The "Extension Format" CSV is designed to be opened in Google Sheets and ready for processing with the RankedVote Chrome Extension. Each voter is represented on a single row. The ranking the voter gave each choice shows up under that choice's column.

Column Definitions

voter_id
‍‍
If Voter Registration is active, this is what a voter entered into the "Email (or unique ID)" field when voting. If Voter Registration is off, this is a random set of characters generated by RankedVote.

choice_name 1, choice_name_2, ...choice_name_N
‍‍
The rest of the columns represent the choices that voters ranked. Each choice gets a column. If a cell in that column says 2, it means that the voter ranked this choice second. If the cell is blank, it means the voter did not rank this choice.

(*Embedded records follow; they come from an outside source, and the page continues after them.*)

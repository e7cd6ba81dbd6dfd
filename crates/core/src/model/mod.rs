mod ids;
mod log;
mod session;
mod settings;
mod stats;

pub use ids::{DayId, SectionId, UserId};
pub use log::{DayReadingLog, LogSet, ModeError, ReadingMode};
pub use session::{Bookmark, ReadingSession};
pub use settings::ReadingSettings;
pub use stats::UserStats;
use chrono::NaiveDate;
use serde::{Deserialize, Serialize};

/// Display-facing statistics derived from the canonical log set.
///
/// Never a source of truth: recomputed from the logs on every mutation and
/// cached only so the UI has something to show before the first hydrate.
#[derive(Debug, Clone, Default, PartialEq, Eq, Serialize, Deserialize)]
pub struct UserStats {
    pub total_points: u32,
    pub current_streak_days: u32,
    pub longest_streak_days: u32,
    pub total_readings: u32,
    pub weekly_points: u32,
    pub monthly_points: u32,
    pub last_completed_date: Option<NaiveDate>,
}
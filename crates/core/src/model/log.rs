use chrono::{DateTime, NaiveDate, Utc, Weekday};
use serde::{Deserialize, Serialize};
use std::collections::BTreeMap;
use thiserror::Error;

use crate::calendar::{date_of, weekday_of};
use crate::model::ids::SectionId;

//
// ─── ERRORS ───────────────────────────────────────────────────────────────────
//

/// Errors that can occur when decoding a reading mode.
#[derive(Debug, Error, Clone, PartialEq, Eq)]
pub enum ModeError {
    #[error("invalid reading mode: {0}")]
    Invalid(String),
}

//
// ─── READING MODE ─────────────────────────────────────────────────────────────
//

/// Whether a completion satisfied the day it names or a previously missed day.
///
/// - `Scheduled`: read on (or for) the plan day itself.
/// - `Makeup`: a catch-up reading performed later for a day that was missed.
#[derive(Debug, Clone, Copy, PartialEq, Eq, Serialize, Deserialize)]
#[serde(rename_all = "snake_case")]
pub enum ReadingMode {
    Scheduled,
    Makeup,
}

impl ReadingMode {
    /// Stable string form used by storage and the remote wire.
    #[must_use]
    pub fn as_str(self) -> &'static str {
        match self {
            ReadingMode::Scheduled => "scheduled",
            ReadingMode::Makeup => "makeup",
        }
    }

    /// Parses the stable string form.
    ///
    /// # Errors
    ///
    /// Returns `ModeError::Invalid` for unknown values.
    pub fn parse(s: &str) -> Result<Self, ModeError> {
        match s {
            "scheduled" => Ok(Self::Scheduled),
            "makeup" => Ok(Self::Makeup),
            other => Err(ModeError::Invalid(other.to_owned())),
        }
    }
}

//
// ─── DAY READING LOG ──────────────────────────────────────────────────────────
//

/// One entry per calendar date of the plan; the date is the identity key.
///
/// `points_earned` is computed once at completion time and never recomputed
/// retroactively. `completed_at` is the wall-clock instant of the write and
/// may differ from `date` (a makeup done days later).
#[derive(Debug, Clone, PartialEq, Serialize, Deserialize)]
pub struct DayReadingLog {
    pub date: NaiveDate,
    pub mode: ReadingMode,
    pub completed: bool,
    pub points_earned: u32,
    pub completed_at: Option<DateTime<Utc>>,
    pub section_ids: Vec<SectionId>,
}

impl DayReadingLog {
    /// Builds a completed entry for `date`.
    #[must_use]
    pub fn completed(
        date: NaiveDate,
        mode: ReadingMode,
        points_earned: u32,
        completed_at: DateTime<Utc>,
        section_ids: Vec<SectionId>,
    ) -> Self {
        Self {
            date,
            mode,
            completed: true,
            points_earned,
            completed_at: Some(completed_at),
            section_ids,
        }
    }

    /// Weekday of the plan date. Derived and redundant, kept for display.
    #[must_use]
    pub fn weekday(&self) -> Weekday {
        weekday_of(self.date)
    }

    /// Calendar date the reading was actually performed on.
    ///
    /// Prefers `completed_at`'s UTC day over the plan date, so a makeup
    /// counts toward the day it was done, not the day it satisfied.
    #[must_use]
    pub fn effective_date(&self) -> NaiveDate {
        self.completed_at.map_or(self.date, date_of)
    }

    /// Timestamp used for merge conflict resolution.
    ///
    /// `completed_at` when present, otherwise midnight UTC of the plan date.
    #[must_use]
    pub fn effective_timestamp(&self) -> DateTime<Utc> {
        self.completed_at.unwrap_or_else(|| {
            self.date
                .and_hms_opt(0, 0, 0)
                .unwrap_or_default()
                .and_utc()
        })
    }
}

//
// ─── LOG SET ──────────────────────────────────────────────────────────────────
//

/// Canonical set of reading logs, keyed by plan date.
///
/// Upholds the at-most-one-entry-per-date invariant by construction: inserting
/// an entry for an existing date replaces it.
#[derive(Debug, Clone, Default, PartialEq, Serialize, Deserialize)]
pub struct LogSet {
    entries: BTreeMap<NaiveDate, DayReadingLog>,
}

impl LogSet {
    #[must_use]
    pub fn new() -> Self {
        Self::default()
    }

    /// Builds a set from a list of logs; later entries for the same date win.
    #[must_use]
    pub fn from_logs(logs: impl IntoIterator<Item = DayReadingLog>) -> Self {
        let mut set = Self::new();
        for log in logs {
            set.insert(log);
        }
        set
    }

    /// Inserts or replaces the entry for the log's date.
    pub fn insert(&mut self, log: DayReadingLog) {
        self.entries.insert(log.date, log);
    }

    #[must_use]
    pub fn get(&self, date: NaiveDate) -> Option<&DayReadingLog> {
        self.entries.get(&date)
    }

    /// Returns true if the date has a `completed = true` entry.
    #[must_use]
    pub fn is_completed(&self, date: NaiveDate) -> bool {
        self.entries.get(&date).is_some_and(|log| log.completed)
    }

    #[must_use]
    pub fn len(&self) -> usize {
        self.entries.len()
    }

    #[must_use]
    pub fn is_empty(&self) -> bool {
        self.entries.is_empty()
    }

    /// All entries in ascending date order.
    pub fn iter(&self) -> impl Iterator<Item = &DayReadingLog> {
        self.entries.values()
    }

    /// Completed entries in ascending date order.
    pub fn completed_logs(&self) -> impl Iterator<Item = &DayReadingLog> {
        self.entries.values().filter(|log| log.completed)
    }

    /// Distinct effective (performance) dates of completed entries, ascending.
    #[must_use]
    pub fn effective_dates(&self) -> Vec<NaiveDate> {
        let mut dates: Vec<NaiveDate> = self
            .completed_logs()
            .map(DayReadingLog::effective_date)
            .collect();
        dates.sort_unstable();
        dates.dedup();
        dates
    }

    /// Consumes the set, yielding entries in ascending date order.
    #[must_use]
    pub fn into_logs(self) -> Vec<DayReadingLog> {
        self.entries.into_values().collect()
    }
}

//
// ─── TESTS ─────────────────────────────────────────────────────────────────────
//
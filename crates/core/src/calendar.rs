//! Pure calendar arithmetic for the reading plan.
//!
//! Everything here operates on `NaiveDate` (calendar dates), never on
//! instants. Logs carry UTC timestamps, but the moment a computation cares
//! about "which day", the timestamp is projected onto its UTC calendar date
//! via [`date_of`] and stays there. `days_between` is therefore a plain
//! date-ordinal subtraction and can never shift across a DST transition.

use chrono::{DateTime, Datelike, Duration, NaiveDate, Utc, Weekday};
use thiserror::Error;

/// Date format used for persistence and merge keys (ISO `YYYY-MM-DD`).
pub const DATE_FORMAT: &str = "%Y-%m-%d";

#[derive(Debug, Error, Clone, PartialEq, Eq)]
pub enum CalendarError {
    #[error("invalid date string: {0}")]
    InvalidDate(String),
}

/// Parses an ISO `YYYY-MM-DD` date string.
///
/// # Errors
///
/// Returns `CalendarError::InvalidDate` if the string is not a valid date.
pub fn parse_date(s: &str) -> Result<NaiveDate, CalendarError> {
    NaiveDate::parse_from_str(s, DATE_FORMAT).map_err(|_| CalendarError::InvalidDate(s.to_owned()))
}

/// Formats a date as ISO `YYYY-MM-DD`.
#[must_use]
pub fn format_date(date: NaiveDate) -> String {
    date.format(DATE_FORMAT).to_string()
}

/// Returns the weekday of the given date.
#[must_use]
pub fn weekday_of(date: NaiveDate) -> Weekday {
    date.weekday()
}

/// Returns the Monday that starts the week containing `date`.
#[must_use]
pub fn start_of_week(date: NaiveDate) -> NaiveDate {
    date - Duration::days(i64::from(date.weekday().num_days_from_monday()))
}

/// Returns true if both dates fall in the same Monday-anchored week.
#[must_use]
pub fn is_same_week(a: NaiveDate, b: NaiveDate) -> bool {
    start_of_week(a) == start_of_week(b)
}

/// Returns true if both dates fall in the same calendar month.
#[must_use]
pub fn is_same_month(a: NaiveDate, b: NaiveDate) -> bool {
    a.year() == b.year() && a.month() == b.month()
}

/// Signed day difference `b - a` (positive when `b` is after `a`).
#[must_use]
pub fn days_between(a: NaiveDate, b: NaiveDate) -> i64 {
    (b - a).num_days()
}

/// Returns `date` shifted by `days` (negative values go backwards).
#[must_use]
pub fn add_days(date: NaiveDate, days: i64) -> NaiveDate {
    date + Duration::days(days)
}

/// Projects a UTC timestamp onto its UTC calendar date.
///
/// This is the "effective date" projection used by streaks: a completion
/// performed at any instant belongs to the UTC day it happened on.
#[must_use]
pub fn date_of(ts: DateTime<Utc>) -> NaiveDate {
    ts.date_naive()
}
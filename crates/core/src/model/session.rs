use chrono::{DateTime, NaiveDate, Utc};
use serde::{Deserialize, Serialize};

use crate::model::ids::DayId;
use crate::model::log::ReadingMode;

/// Resume position within a day's content. Advisory only: losing a bookmark
/// never loses a completion.
#[derive(Debug, Clone, Copy, PartialEq, Serialize, Deserialize)]
pub struct Bookmark {
    pub date: NaiveDate,
    pub day_id: DayId,
    pub scroll_offset: f64,
}

/// Ephemeral in-memory state for an active reading session.
///
/// Created by "start reading", mutated by scroll events, cleared on
/// successful completion. Never persisted as a whole; only the bookmark is.
#[derive(Debug, Clone, PartialEq)]
pub struct ReadingSession {
    day_id: DayId,
    mode: ReadingMode,
    date: NaiveDate,
    started_at: DateTime<Utc>,
    bookmark: Option<Bookmark>,
}

impl ReadingSession {
    #[must_use]
    pub fn new(day_id: DayId, mode: ReadingMode, date: NaiveDate, started_at: DateTime<Utc>) -> Self {
        Self {
            day_id,
            mode,
            date,
            started_at,
            bookmark: None,
        }
    }

    #[must_use]
    pub fn day_id(&self) -> DayId {
        self.day_id
    }

    #[must_use]
    pub fn mode(&self) -> ReadingMode {
        self.mode
    }

    /// The plan date this session will complete.
    #[must_use]
    pub fn date(&self) -> NaiveDate {
        self.date
    }

    #[must_use]
    pub fn started_at(&self) -> DateTime<Utc> {
        self.started_at
    }

    #[must_use]
    pub fn bookmark(&self) -> Option<&Bookmark> {
        self.bookmark.as_ref()
    }

    /// Records the latest scroll position.
    pub fn set_bookmark(&mut self, scroll_offset: f64) {
        self.bookmark = Some(Bookmark {
            date: self.date,
            day_id: self.day_id,
            scroll_offset,
        });
    }

    /// Seconds the session has been active at `now`. Zero if `now` is
    /// somehow before the start (clock skew).
    #[must_use]
    pub fn active_seconds(&self, now: DateTime<Utc>) -> u32 {
        let secs = now.signed_duration_since(self.started_at).num_seconds();
        u32::try_from(secs).unwrap_or(0)
    }
}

Common Reasons to Download

Keep Records

Many organizations have rules around internal decisions and being able to keep records of any votes cast. Downloading a CSV of the results allows you to satisfy those requirements in a commonly used format.

Play Out "What If" Scenarios

With the Extension Format, it's really easy to remove candidates, change a single votes duplicate rows to simulate "weighted" votes, and see what happens.

Use Different Result Calculation Methods

There are many, many...MANY methods for calculating preferential voting results. RankedVote provides a single, consistent way in its web application. You may want to do things differently. For example, instead of using a Borda Count to handle tiebreakers (what RankedVote does), you may want to use "highest number of first rank votes" (also a valid method).

Downloading the data as a CSV allows you to take the voter input you gathered through RankedVote and calculate results just the way you want.

Use With RCTab

RCTab is an open-source tabulation program created by the Ranked Choice Voting Resource Center (RCVRC). It's used by election officials in jurisdictions that have implemented ranked choice voting. It's highly configurable based on the many different ways things like tiebreakers and voter errors can be handled.

If you need your results to exactly mimic the particular way your jurisdiction handles these issues, you can download your RankedVote voter data in the Extension format and import it into RCTab. This format is a valid "Cast Voter Record" (CVR) that can be interpreted by RCTab.

Note: Make sure your CVR configuration lists the "First Vote Column" as 2. The default is sometimes 4, which will cause two of the choices from your RankedVote data to not be included.